I bought the series in 2009 and secured permission to relay some of the history through this column.
Memories of Grant County, compiled from taped interviews by the Grant County Historical Society.
Today we backtrack a bit and then continue the story of Ephrata by Thelma Billngsley Nicks:
When there was a fire the first person to reach the fire hall would ring the fire bell, which was built into a small belfry. A rope was used to ring it. The men would go running when they heard the fire bell. The first ones there would grab the handles of the carts and run with them to the fire.
While they were hoping to be able to put it out, I am afraid they never had much success.
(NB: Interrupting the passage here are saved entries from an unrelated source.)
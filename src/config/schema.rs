//! Configuration schema types for `locator.toml`
//!
//! ```toml
//! [detect]
//! margin = 4
//! min_height = 0
//! extract = false
//!
//! [sort]
//! enabled = true
//! margin = 0
//! ```

use serde::{Deserialize, Serialize};

use crate::detect::{DetectOptions, DEFAULT_MARGIN};

/// Sprite detection settings
#[derive(Debug, Clone, PartialEq, Eq, Serialize, Deserialize)]
pub struct DetectConfig {
    /// Largest background gap bridged inside one sprite
    #[serde(default = "default_margin")]
    pub margin: i32,
    /// Minimum sprite height, 0 to keep everything
    #[serde(default)]
    pub min_height: u32,
    /// Write each located sprite to its own PNG
    #[serde(default)]
    pub extract: bool,
    /// Crop extracted sprites to their box instead of keeping sheet size
    #[serde(default)]
    pub crop: bool,
}

impl Default for DetectConfig {
    fn default() -> Self {
        Self { margin: default_margin(), min_height: 0, extract: false, crop: false }
    }
}

fn default_margin() -> i32 {
    DEFAULT_MARGIN
}

impl From<&DetectConfig> for DetectOptions {
    fn from(config: &DetectConfig) -> Self {
        DetectOptions::new(config.margin, config.min_height)
    }
}

/// Row sorting settings
#[derive(Debug, Clone, PartialEq, Eq, Serialize, Deserialize)]
pub struct SortConfig {
    /// Reorder located sprites into rows before writing
    #[serde(default = "default_true")]
    pub enabled: bool,
    /// Slack around each box when testing row membership
    #[serde(default)]
    pub margin: u32,
}

impl Default for SortConfig {
    fn default() -> Self {
        Self { enabled: true, margin: 0 }
    }
}

fn default_true() -> bool {
    true
}

/// Root configuration structure for `locator.toml`
#[derive(Debug, Clone, Default, PartialEq, Eq, Serialize, Deserialize)]
pub struct LocatorConfig {
    #[serde(default)]
    pub detect: DetectConfig,
    #[serde(default)]
    pub sort: SortConfig,
}

/// Configuration validation error
#[derive(Debug, Clone)]
pub struct ConfigValidationError {
    /// Path to the invalid field (e.g., "detect.margin")
    pub field: String,
    /// Error message
    pub message: String,
}

impl std::fmt::Display for ConfigValidationError {
    fn fmt(&self, f: &mut std::fmt::Formatter<'_>) -> std::fmt::Result {
        write!(f, "invalid configuration: '{}' {}", self.field, self.message)
    }
}

impl LocatorConfig {
    /// Validate the configuration and return any errors
    pub fn validate(&self) -> Vec<ConfigValidationError> {
        let mut errors = Vec::new();

        if self.detect.margin < 0 {
            errors.push(ConfigValidationError {
                field: "detect.margin".to_string(),
                message: format!("must be zero or greater, got {}", self.detect.margin),
            });
        }

        if self.detect.crop && !self.detect.extract {
            errors.push(ConfigValidationError {
                field: "detect.crop".to_string(),
                message: "has no effect unless detect.extract is enabled".to_string(),
            });
        }

        errors
    }

    /// Detection options described by this configuration
    pub fn detect_options(&self) -> DetectOptions {
        DetectOptions::from(&self.detect)
    }
}
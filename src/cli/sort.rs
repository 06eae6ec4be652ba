//! CLI implementation of the `sort` command
//!
//! Reorders an existing box list into reading order and, given the sheet,
//! draws an outline around every box so the order can be checked by eye.

use std::path::{Path, PathBuf};
use std::process::ExitCode;

use crate::config::CliOverrides;
use crate::metadata::{load_sheet, save_sheet};
use crate::output::{draw_guides, load_png, save_png};

use super::{resolve_config, EXIT_ERROR, EXIT_SUCCESS};

/// `dir/{file name of path}`
fn output_path(dir: &Path, path: &Path) -> PathBuf {
    match path.file_name() {
        Some(name) => dir.join(name),
        None => dir.join("sheet"),
    }
}

/// Execute the sort command
pub fn run_sort(
    metadata: &Path,
    image: Option<&Path>,
    output: &Path,
    config_path: Option<&Path>,
    overrides: &CliOverrides,
) -> ExitCode {
    let config = match resolve_config(config_path, overrides) {
        Ok(c) => c,
        Err(code) => return code,
    };

    let sheet = match load_sheet(metadata) {
        Ok(s) => s,
        Err(e) => {
            eprintln!("Error: Failed to read '{}': {}", metadata.display(), e);
            return ExitCode::from(EXIT_ERROR);
        }
    };

    let sorted = match sheet.sorted(config.sort.margin) {
        Ok(s) => s,
        Err(e) => {
            eprintln!("Error: '{}': {}", metadata.display(), e);
            return ExitCode::from(EXIT_ERROR);
        }
    };
    log::debug!("sorted {} box(es) with margin {}", sorted.len(), config.sort.margin);

    let sorted_path = output_path(output, metadata);
    if let Err(e) = save_sheet(&sorted, &sorted_path) {
        eprintln!("Error: Failed to write '{}': {}", sorted_path.display(), e);
        return ExitCode::from(EXIT_ERROR);
    }
    println!("Saved: {}", sorted_path.display());

    if let Some(image_path) = image {
        let sheet_image = match load_png(image_path) {
            Ok(img) => img,
            Err(e) => {
                eprintln!("Error: Failed to read '{}': {}", image_path.display(), e);
                return ExitCode::from(EXIT_ERROR);
            }
        };

        let guided = draw_guides(&sheet_image, &sorted.sprites);
        let guide_path = output_path(output, image_path);
        if let Err(e) = save_png(&guided, &guide_path) {
            eprintln!("Error: Failed to write '{}': {}", guide_path.display(), e);
            return ExitCode::from(EXIT_ERROR);
        }
        println!("Saved: {}", guide_path.display());
    }

    ExitCode::from(EXIT_SUCCESS)
}
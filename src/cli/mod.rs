//! Command-line interface implementation
//!
//! This module provides the CLI entry point and dispatches to submodules
//! for specific command implementations.

mod locate;
mod matte;
mod sort;

use clap::{Parser, Subcommand, ValueEnum};
use std::path::{Path, PathBuf};
use std::process::ExitCode;

use glob::glob;

use crate::config::{CliOverrides, LocatorConfig};
use crate::metadata::SheetFormat;

/// Exit codes
pub(crate) const EXIT_SUCCESS: u8 = 0;
pub(crate) const EXIT_ERROR: u8 = 1;
pub(crate) const EXIT_INVALID_ARGS: u8 = 2;

/// Check if a path looks like a PNG file.
pub fn is_png_file(path: &Path) -> bool {
    path.extension().and_then(|e| e.to_str()).is_some_and(|e| e.eq_ignore_ascii_case("png"))
}

/// Find all PNG files in a directory (recursively), sorted by path.
pub fn find_png_files(dir: &Path) -> Vec<PathBuf> {
    let mut files = Vec::new();
    let dir_str = dir.display().to_string();

    for pattern in [format!("{}/**/*.png", dir_str), format!("{}/**/*.PNG", dir_str)] {
        if let Ok(paths) = glob(&pattern) {
            files.extend(paths.filter_map(Result::ok));
        }
    }

    files.sort();
    files.dedup();
    files
}

/// Metadata format for generated box lists
#[derive(Debug, Clone, Copy, PartialEq, Eq, Default, ValueEnum)]
pub enum FormatArg {
    #[default]
    Json,
    Yaml,
}

impl From<FormatArg> for SheetFormat {
    fn from(f: FormatArg) -> Self {
        match f {
            FormatArg::Json => SheetFormat::Json,
            FormatArg::Yaml => SheetFormat::Yaml,
        }
    }
}

impl FormatArg {
    pub(crate) fn extension(self) -> &'static str {
        match self {
            FormatArg::Json => "json",
            FormatArg::Yaml => "yaml",
        }
    }
}

/// Sprite locator - find sprites on a sprite sheet and write their bounding boxes
#[derive(Parser)]
#[command(name = "sprite-locator")]
#[command(about = "Find sprites on a sprite sheet and write their bounding boxes")]
#[command(version)]
pub struct Cli {
    /// Print more detail (-v for debug, -vv for trace)
    #[arg(short, long, action = clap::ArgAction::Count, global = true)]
    pub verbose: u8,

    /// Only print warnings and errors
    #[arg(short, long, global = true)]
    pub quiet: bool,

    /// Configuration file (default: nearest locator.toml above the working directory)
    #[arg(long, global = true)]
    pub config: Option<PathBuf>,

    #[command(subcommand)]
    pub command: Commands,
}

#[derive(Subcommand)]
pub enum Commands {
    /// Locate sprites on one or more sheets and write their bounding boxes
    Locate {
        /// Sprite sheet PNG files, or directories to search for PNG files
        #[arg(required = true)]
        inputs: Vec<PathBuf>,

        /// Output metadata file (.json, .yaml, .yml).
        /// With several inputs this is a directory receiving {sheet}.{format}.
        /// If omitted: {input}.{format} next to each input
        #[arg(short, long)]
        output: Option<PathBuf>,

        /// Metadata format when the output name does not decide it
        #[arg(long, value_enum, default_value_t = FormatArg::Json)]
        format: FormatArg,

        /// Largest background gap bridged inside one sprite (default: 4)
        #[arg(long, env = "PIXEL_MARGIN", allow_hyphen_values = true)]
        margin: Option<i32>,

        /// Drop sprites shorter than this many pixels (0 keeps all)
        #[arg(long, env = "MIN_IMAGE_HEIGHT")]
        min_height: Option<u32>,

        /// Write every sprite to {input}_{index}.png
        #[arg(long, env = "EXTRACT_SPRITES", value_parser = clap::builder::FalseyValueParser::new())]
        extract: bool,

        /// Crop extracted sprites to their bounding box
        #[arg(long)]
        crop: bool,

        /// Keep detection order instead of sorting into rows
        #[arg(long)]
        no_sort: bool,

        /// Slack around each box when grouping rows
        #[arg(long)]
        sort_margin: Option<u32>,
    },

    /// Sort an existing box list into rows and draw row guides
    Sort {
        /// Sprite metadata file (.json, .yaml, .yml)
        metadata: PathBuf,

        /// Sheet image to outline and number each box on
        #[arg(long)]
        image: Option<PathBuf>,

        /// Output directory for the sorted metadata and guide image
        #[arg(short, long, default_value = "out")]
        output: PathBuf,

        /// Slack around each box when grouping rows
        #[arg(long)]
        margin: Option<u32>,
    },

    /// Make a sheet's background transparent
    Matte {
        /// Input PNG file
        input: PathBuf,

        /// Output PNG file (default: {input}_matte.png)
        #[arg(short, long)]
        output: Option<PathBuf>,

        /// Background color to clear, as hex (default: most frequent color)
        #[arg(long)]
        color: Option<String>,
    },
}

/// Load the configuration and apply command-line overrides.
///
/// Prints the error and returns the exit code on failure.
pub(crate) fn resolve_config(
    path: Option<&Path>,
    overrides: &CliOverrides,
) -> Result<LocatorConfig, ExitCode> {
    crate::config::resolve_config(path, overrides).map_err(|e| {
        eprintln!("Error: {}", e);
        ExitCode::from(EXIT_ERROR)
    })
}

/// Run the CLI application
pub fn run() -> ExitCode {
    let cli = Cli::parse();
    crate::logging::init(crate::logging::level_for(cli.verbose, cli.quiet));
    let config_path = cli.config.as_deref();

    match cli.command {
        Commands::Locate {
            inputs,
            output,
            format,
            margin,
            min_height,
            extract,
            crop,
            no_sort,
            sort_margin,
        } => {
            let overrides = CliOverrides {
                margin,
                min_height,
                extract: extract.then_some(true),
                crop: crop.then_some(true),
                sort: no_sort.then_some(false),
                sort_margin,
            };
            locate::run_locate(&inputs, output.as_deref(), format, config_path, &overrides)
        }
        Commands::Sort { metadata, image, output, margin } => {
            let overrides = CliOverrides { sort_margin: margin, ..Default::default() };
            sort::run_sort(&metadata, image.as_deref(), &output, config_path, &overrides)
        }
        Commands::Matte { input, output, color } => {
            matte::run_matte(&input, output.as_deref(), color.as_deref())
        }
    }
}
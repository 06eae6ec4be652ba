//! Sprite region detection
//!
//! Segments a sheet into sprites with a margin-tolerant flood fill over
//! non-background pixels:
//!
//! 1. Scan every pixel row-major. A pixel that is not background, not yet
//!    visited and not inside an already found sprite seeds a new component.
//! 2. Grow the component with an explicit work stack. An accepted pixel probes
//!    its four cardinal neighbours at every distance up to `margin + 1`, so a
//!    component jumps over at most `margin` background pixels in a straight
//!    line. There is no diagonal dilation.
//! 3. The bounding box of the accepted pixels becomes a sprite unless it is
//!    degenerate or shorter than the configured minimum height.
//!
//! A single visited set spans the whole scan, so every pixel is accepted or
//! rejected at most once per call regardless of how many sprites are found.

use log::{debug, info};

use crate::error::LocateError;
use crate::grid::{PixelGrid, Point};
use crate::models::Sprite;

/// Default pixel gap bridged between parts of one sprite
pub const DEFAULT_MARGIN: i32 = 4;

/// Tuning for [`detect_sprites`]
#[derive(Debug, Clone, Copy, PartialEq, Eq)]
pub struct DetectOptions {
    /// Largest run of background pixels, along one axis, that still joins
    /// two foreground pixels into the same sprite
    pub margin: i32,
    /// Drop sprites whose height is below this value. 0 disables the filter.
    pub min_height: u32,
}

impl Default for DetectOptions {
    fn default() -> Self {
        Self { margin: DEFAULT_MARGIN, min_height: 0 }
    }
}

impl DetectOptions {
    pub fn new(margin: i32, min_height: u32) -> Self {
        Self { margin, min_height }
    }
}

/// Pixels examined during one detection pass
struct VisitedSet {
    width: u32,
    marks: Vec<bool>,
}

impl VisitedSet {
    fn new(width: u32, height: u32) -> Self {
        Self { width, marks: vec![false; width as usize * height as usize] }
    }

    fn index(&self, x: u32, y: u32) -> usize {
        y as usize * self.width as usize + x as usize
    }

    fn contains(&self, x: u32, y: u32) -> bool {
        self.marks[self.index(x, y)]
    }

    /// Mark a pixel, returning false if it was already marked
    fn insert(&mut self, x: u32, y: u32) -> bool {
        let idx = self.index(x, y);
        !std::mem::replace(&mut self.marks[idx], true)
    }
}

/// Accepted pixels of one growing component
#[derive(Debug, Default)]
struct Component {
    pixels: Vec<Point>,
}

impl Component {
    fn bounds(&self) -> Option<Sprite> {
        let first = self.pixels.first()?;
        let mut sprite = Sprite::new(*first, *first);
        for p in &self.pixels[1..] {
            sprite.min.x = sprite.min.x.min(p.x);
            sprite.min.y = sprite.min.y.min(p.y);
            sprite.max.x = sprite.max.x.max(p.x);
            sprite.max.y = sprite.max.y.max(p.y);
        }
        Some(sprite)
    }
}

/// State owned by a single detection call
struct Detector<'a, G: PixelGrid> {
    grid: &'a G,
    background: G::Color,
    reach: i32,
    min_height: u32,
    visited: VisitedSet,
    stack: Vec<Point>,
    sprites: Vec<Sprite>,
}

impl<'a, G: PixelGrid> Detector<'a, G> {
    fn new(grid: &'a G, background: G::Color, options: &DetectOptions) -> Self {
        // Probes past the far edge of the grid can never land, so the reach is
        // capped there to keep coordinate arithmetic in range.
        let longest_side = grid.width().max(grid.height()).min(i32::MAX as u32) as i32;
        let reach = options.margin.saturating_add(1).min(longest_side.max(1));
        Self {
            grid,
            background,
            reach,
            min_height: options.min_height,
            visited: VisitedSet::new(grid.width(), grid.height()),
            stack: Vec::new(),
            sprites: Vec::new(),
        }
    }

    fn is_claimed(&self, p: Point) -> bool {
        self.sprites.iter().any(|s| s.contains(p))
    }

    fn run(mut self) -> Vec<Sprite> {
        for y in 0..self.grid.height() {
            for x in 0..self.grid.width() {
                if self.grid.color_at(x, y) == self.background || self.visited.contains(x, y) {
                    continue;
                }
                let seed = Point::new(x as i32, y as i32);
                if self.is_claimed(seed) {
                    continue;
                }
                let component = self.grow(seed);
                self.finalize(&component);
            }
        }
        self.sprites
    }

    /// Flood outward from `seed`, accepting every reachable foreground pixel.
    ///
    /// Pixels are marked visited when pushed, so each one enters the stack at
    /// most once per call.
    fn grow(&mut self, seed: Point) -> Component {
        let mut component = Component::default();
        if self.visited.insert(seed.x as u32, seed.y as u32) {
            self.stack.push(seed);
        }

        while let Some(p) = self.stack.pop() {
            if self.grid.color_at(p.x as u32, p.y as u32) == self.background || self.is_claimed(p) {
                continue;
            }
            component.pixels.push(p);

            for i in 1..=self.reach {
                for probe in [
                    Point::new(p.x - i, p.y),
                    Point::new(p.x + i, p.y),
                    Point::new(p.x, p.y - i),
                    Point::new(p.x, p.y + i),
                ] {
                    if self.grid.contains(probe.x, probe.y)
                        && self.visited.insert(probe.x as u32, probe.y as u32)
                    {
                        self.stack.push(probe);
                    }
                }
            }
        }

        component
    }

    fn finalize(&mut self, component: &Component) {
        let Some(bounds) = component.bounds() else {
            return;
        };
        if component.pixels.len() < 2 || bounds.width() == 0 || bounds.height() == 0 {
            debug!("dropping degenerate region {:?} ({} pixels)", bounds, component.pixels.len());
            return;
        }
        if self.min_height > 0 && (bounds.height() as u32) < self.min_height {
            debug!(
                "dropping region {:?}: height {} below minimum {}",
                bounds,
                bounds.height(),
                self.min_height
            );
            return;
        }
        self.sprites.push(bounds);
        info!("found a sprite with bounds {:?}; total sprites found: {}", bounds, self.sprites.len());
    }
}

/// Find the bounding boxes of all sprites on a sheet.
///
/// The result is in discovery order, which follows the row-major scan of each
/// sprite's first pixel. Use [`crate::rows::sort_into_rows`] for reading order.
///
/// # Errors
///
/// Returns [`LocateError::InvalidMargin`] if `options.margin` is negative.
pub fn detect_sprites<G: PixelGrid>(
    grid: &G,
    background: G::Color,
    options: &DetectOptions,
) -> Result<Vec<Sprite>, LocateError> {
    if options.margin < 0 {
        return Err(LocateError::InvalidMargin(options.margin));
    }
    info!(
        "finding sprites in {}x{} sheet with background {:?}",
        grid.width(),
        grid.height(),
        background
    );
    if grid.is_empty() {
        return Ok(Vec::new());
    }
    Ok(Detector::new(grid, background, options).run())
}

/// Estimate the background and detect sprites in one step.
///
/// # Errors
///
/// Returns [`LocateError::EmptyInput`] for a grid without pixels and
/// [`LocateError::InvalidMargin`] for a negative margin.
pub fn locate_sprites<G: PixelGrid>(
    grid: &G,
    options: &DetectOptions,
) -> Result<Vec<Sprite>, LocateError> {
    if options.margin < 0 {
        return Err(LocateError::InvalidMargin(options.margin));
    }
    let background = crate::background::estimate_background(grid)?;
    detect_sprites(grid, background, options)
}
My father was on the volunteer fire department here too.
In 1914 my father was appointed postmaster in Ephrata. He was the third postmaster. The first was Lord Blyth, the second I.N. McGrath had his post office in his general store on the corner of Division and A N.W. At that time the post master had to furnish his own building. My father had a metal covered building built where Ephrata House is now, between the bank and Hills Brothers store then.
In those days hand pulled carts were used for carrying the mail. My father would use one to go to meet the trains. At night he would use a railroad lantern to flag the trainman to where he wanted the mail to be dropped off. We still have the lanterns he used. In 1914 he had his sister Cate come back out from Texas to work for him in the post office.
During the First World War the post masters had to be in charge of war bond drives. I remember the posters of Uncle Sam with his finger pointing at you. They also had a war bond flag. We used to buy saving stamps in small denominations and paste them in folders. When we had saved enough stamps for a bond we would turn them in for a bond.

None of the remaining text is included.